The Great Depression, apart from providing a revitalized Socialist Party and small Democratic gains – did not affect the state's politics, which continued to be dominated by the La Follette family, substantially. Nonetheless, given that that family had never endorsed incumbent GOP President Herbert Hoover, the national Republican Party was pleased when a conservative, Walter J. Kohler Sr., won the gubernatorial nomination.

Vote
Interviews at the beginning of October said that with the aid of La Follette forces Roosevelt would carry the state, and a poll a week into that month had Democratic nominee and New York Governor Franklin D. Roosevelt ahead of incumbent President Hoover by more than two-to-one.
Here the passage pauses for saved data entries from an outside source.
//! Job persistence: one JSON file per job.
//!
//! Each job is stored as `{dir}/{job_id}.json`:
//!
//! ```json
//! {
//!     "version": 1,
//!     "job": { ... PendingJob ... }
//! }
//! ```
//!
//! Files are written to a temp sibling, renamed into place and the directory
//! is synced, so a job file on disk is always complete. A job is recorded
//! before `enqueue` returns and is only removed after its handler returned
//! success, so a crash in between reruns it on the next start
//! (at-least-once). Failed jobs stay on disk until purged.

use std::fs::OpenOptions;
use std::io::Write;
use std::path::{Path, PathBuf};
use std::sync::{Arc, Condvar, Mutex};
use std::time::Duration;

use fs2::FileExt;
use log::{debug, info, warn};
use serde::{Deserialize, Serialize};

use super::job::{JobId, JobOutcome, JobState, PendingJob, RetryPolicy};
use super::worker::JobHandler;
use crate::error::{BridgeError, Result};

// ── File format constants ─────────────────────────────────────────────────────

const JOB_FILE_VERSION: u32 = 1;

const RUN_LOCK_FILE: &str = "queue.lock";

// ── On-disk structure ─────────────────────────────────────────────────────────

#[derive(Debug, Serialize, Deserialize)]
struct JobFile {
    version: u32,
    job: PendingJob,
}

// ── Run summary ───────────────────────────────────────────────────────────────

/// Counts from one [`JobQueue::run_due`] pass.
#[derive(Debug, Clone, Copy, Default, PartialEq, Eq)]
pub struct RunSummary {
    pub succeeded: usize,
    pub retried: usize,
    pub failed: usize,
}

impl RunSummary {
    pub fn total(&self) -> usize {
        self.succeeded + self.retried + self.failed
    }
}

// ── JobQueue ──────────────────────────────────────────────────────────────────

struct Inner {
    dir: PathBuf,
    policy: RetryPolicy,
    /// Serializes `run_due` passes within the process.
    run_lock: Mutex<()>,
    /// Bumped on every enqueue; the worker sleeps on `wake` until it moves.
    generation: Mutex<u64>,
    wake: Condvar,
}

/// Durable queue of follow-up jobs. Cheap to clone; clones share the wakeup
/// signal.
#[derive(Clone)]
pub struct JobQueue {
    inner: Arc<Inner>,
}

impl JobQueue {
    /// Open (or create) the queue rooted at `dir`.
    ///
    /// # Errors
    ///
    /// Returns `BridgeError::Io` if the directory cannot be created.
    pub fn open(dir: impl Into<PathBuf>, policy: RetryPolicy) -> Result<Self> {
        let dir = dir.into();
        std::fs::create_dir_all(&dir)?;
        Ok(Self {
            inner: Arc::new(Inner {
                dir,
                policy,
                run_lock: Mutex::new(()),
                generation: Mutex::new(0),
                wake: Condvar::new(),
            }),
        })
    }

    pub fn dir(&self) -> &Path {
        &self.inner.dir
    }

    pub fn policy(&self) -> RetryPolicy {
        self.inner.policy
    }

    /// Record a new job and wake the worker. Never runs the job inline.
    ///
    /// # Errors
    ///
    /// Returns a storage error if the job file cannot be written; the job
    /// does not exist in that case.
    pub fn enqueue(&self, request_id: &str, payload: &str) -> Result<JobId> {
        let job = PendingJob::new(request_id, payload);
        self.write_job(&job)?;
        info!("enqueued job {} (requestId={request_id})", job.id);
        self.notify();
        Ok(job.id)
    }

    /// Load a job by id.
    ///
    /// # Errors
    ///
    /// Returns `BridgeError::NotFound` if no such job exists or
    /// `BridgeError::InvalidFileFormat` if its file cannot be parsed.
    pub fn load(&self, id: &JobId) -> Result<PendingJob> {
        let path = self.job_path(id);
        if !path.exists() {
            return Err(BridgeError::NotFound(format!("job not found: {id}")));
        }
        read_job_file(&path)
    }

    /// Every job on disk, oldest first. Unreadable files are skipped with a
    /// warning.
    pub fn list(&self) -> Result<Vec<PendingJob>> {
        let mut jobs = Vec::new();

        for entry in std::fs::read_dir(&self.inner.dir)? {
            let path = entry?.path();
            if path.extension().and_then(|e| e.to_str()) != Some("json") {
                continue;
            }
            match read_job_file(&path) {
                Ok(job) => jobs.push(job),
                Err(e) => warn!("skipping unreadable job file {}: {e}", path.display()),
            }
        }

        jobs.sort_by(|a, b| {
            a.enqueued_at
                .cmp(&b.enqueued_at)
                .then_with(|| a.id.cmp(&b.id))
        });
        Ok(jobs)
    }

    /// Jobs still waiting to run, whether due yet or not.
    pub fn pending(&self) -> Result<Vec<PendingJob>> {
        Ok(self
            .list()?
            .into_iter()
            .filter(|job| job.state == JobState::Pending)
            .collect())
    }

    /// Run every job that is due now, in enqueue order, and record each
    /// outcome.
    ///
    /// Passes are exclusive across threads and processes sharing the
    /// directory.
    pub fn run_due(&self, handler: &dyn JobHandler) -> Result<RunSummary> {
        let _guard = self
            .inner
            .run_lock
            .lock()
            .map_err(|_| BridgeError::Storage("job queue run lock poisoned".into()))?;

        let lock_file = OpenOptions::new()
            .create(true)
            .truncate(false)
            .write(true)
            .open(self.inner.dir.join(RUN_LOCK_FILE))?;
        FileExt::lock_exclusive(&lock_file)?;

        let result = self.run_due_locked(handler);

        FileExt::unlock(&lock_file)?;
        result
    }

    /// Delete every failed job. Returns how many were removed.
    pub fn purge_failed(&self) -> Result<usize> {
        let mut removed = 0;
        for job in self.list()? {
            if job.state == JobState::Failed {
                self.delete(&job.id)?;
                removed += 1;
            }
        }
        Ok(removed)
    }

    /// Remove a job file. Missing files are not an error.
    pub fn delete(&self, id: &JobId) -> Result<()> {
        match std::fs::remove_file(self.job_path(id)) {
            Ok(()) => crate::storage::sync_dir(&self.inner.dir),
            Err(e) if e.kind() == std::io::ErrorKind::NotFound => Ok(()),
            Err(e) => Err(BridgeError::Io(e)),
        }
    }

    /// Current wakeup generation. Pass it to [`JobQueue::wait_for_work`].
    pub fn generation(&self) -> u64 {
        self.inner.generation.lock().map(|g| *g).unwrap_or(0)
    }

    /// Block until something is enqueued after `seen` was read, or until
    /// `timeout` elapses. Returns the generation observed on wakeup.
    pub fn wait_for_work(&self, seen: u64, timeout: Duration) -> u64 {
        let Ok(guard) = self.inner.generation.lock() else {
            return seen;
        };
        match self
            .inner
            .wake
            .wait_timeout_while(guard, timeout, |current| *current == seen)
        {
            Ok((guard, _)) => *guard,
            Err(_) => seen,
        }
    }

    /// Wake anything blocked in [`JobQueue::wait_for_work`].
    pub fn notify(&self) {
        if let Ok(mut generation) = self.inner.generation.lock() {
            *generation = generation.wrapping_add(1);
        }
        self.inner.wake.notify_all();
    }

    // ── Internal helpers ──────────────────────────────────────────────────────

    fn run_due_locked(&self, handler: &dyn JobHandler) -> Result<RunSummary> {
        let mut summary = RunSummary::default();
        let now = crate::time::now_millis();

        for mut job in self.list()?.into_iter().filter(|j| j.is_due(now)) {
            let outcome = handler.run(&job);
            job.attempts = job.attempts.saturating_add(1);

            match outcome {
                JobOutcome::Success => {
                    self.delete(&job.id)?;
                    summary.succeeded += 1;
                    info!("job {} succeeded after {} attempt(s)", job.id, job.attempts);
                    continue;
                }
                JobOutcome::Retry(reason) if self.inner.policy.allows_retry(job.attempts) => {
                    let delay = self.inner.policy.backoff_ms(job.attempts);
                    job.next_attempt_at = crate::time::now_millis()
                        .saturating_add(i64::try_from(delay).unwrap_or(i64::MAX));
                    warn!("job {} will retry in {delay}ms: {reason}", job.id);
                    job.last_error = Some(reason);
                    summary.retried += 1;
                }
                JobOutcome::Retry(reason) | JobOutcome::Failure(reason) => {
                    job.state = JobState::Failed;
                    warn!(
                        "job {} failed after {} attempt(s): {reason}",
                        job.id, job.attempts
                    );
                    job.last_error = Some(reason);
                    summary.failed += 1;
                }
            }

            self.write_job(&job)?;
        }

        if summary.total() > 0 {
            debug!(
                "job pass: {} succeeded, {} retried, {} failed",
                summary.succeeded, summary.retried, summary.failed
            );
        }
        Ok(summary)
    }

    fn write_job(&self, job: &PendingJob) -> Result<()> {
        let file = JobFile {
            version: JOB_FILE_VERSION,
            job: job.clone(),
        };
        let json = serde_json::to_string_pretty(&file)
            .map_err(|e| BridgeError::Serialization(e.to_string()))?;

        let path = self.job_path(&job.id);
        let tmp = path.with_extension("json.tmp");
        {
            let mut f = std::fs::File::create(&tmp)?;
            f.write_all(json.as_bytes())?;
            f.sync_all()?;
        }
        std::fs::rename(&tmp, &path)?;
        crate::storage::sync_dir(&self.inner.dir)
    }

    fn job_path(&self, id: &JobId) -> PathBuf {
        self.inner.dir.join(format!("{}.json", id.0))
    }
}

impl std::fmt::Debug for JobQueue {
    fn fmt(&self, f: &mut std::fmt::Formatter<'_>) -> std::fmt::Result {
        f.debug_struct("JobQueue")
            .field("dir", &self.inner.dir)
            .field("policy", &self.inner.policy)
            .finish()
    }
}

fn read_job_file(path: &Path) -> Result<PendingJob> {
    let bytes = std::fs::read(path)?;
    let file: JobFile = serde_json::from_slice(&bytes).map_err(|e| {
        BridgeError::InvalidFileFormat(format!(
            "failed to parse job file {}: {e}",
            path.display()
        ))
    })?;
    if file.version != JOB_FILE_VERSION {
        return Err(BridgeError::InvalidFileFormat(format!(
            "unsupported job file version {} in {}",
            file.version,
            path.display()
        )));
    }
    Ok(file.job)
}

// ── Tests ─────────────────────────────────────────────────────────────────────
When the Progressive leader Robert M. La Follette, Jr. announced his support for Roosevelt and the state Democratic ticket, and said Hoover was a "reactionary" and "wrong on every issue". Later polls in October only served to increase Roosevelt's advantage, and in the end he carried Wisconsin by more than two-to-one despite a strong vote for Socialist Party candidate Norman Thomas, who won over twelve percent in Milwaukee County. Wisconsin would prove Thomas' strongest state, although he did not receive half the percentage gained by Eugene V. Debs in 1920.

Roosevelt won every county except the two Yankee strongholds of Rock and Walworth, which had been Calvin Coolidge's best counties when Robert M. La Follette, Sr. carried his home state in 1924.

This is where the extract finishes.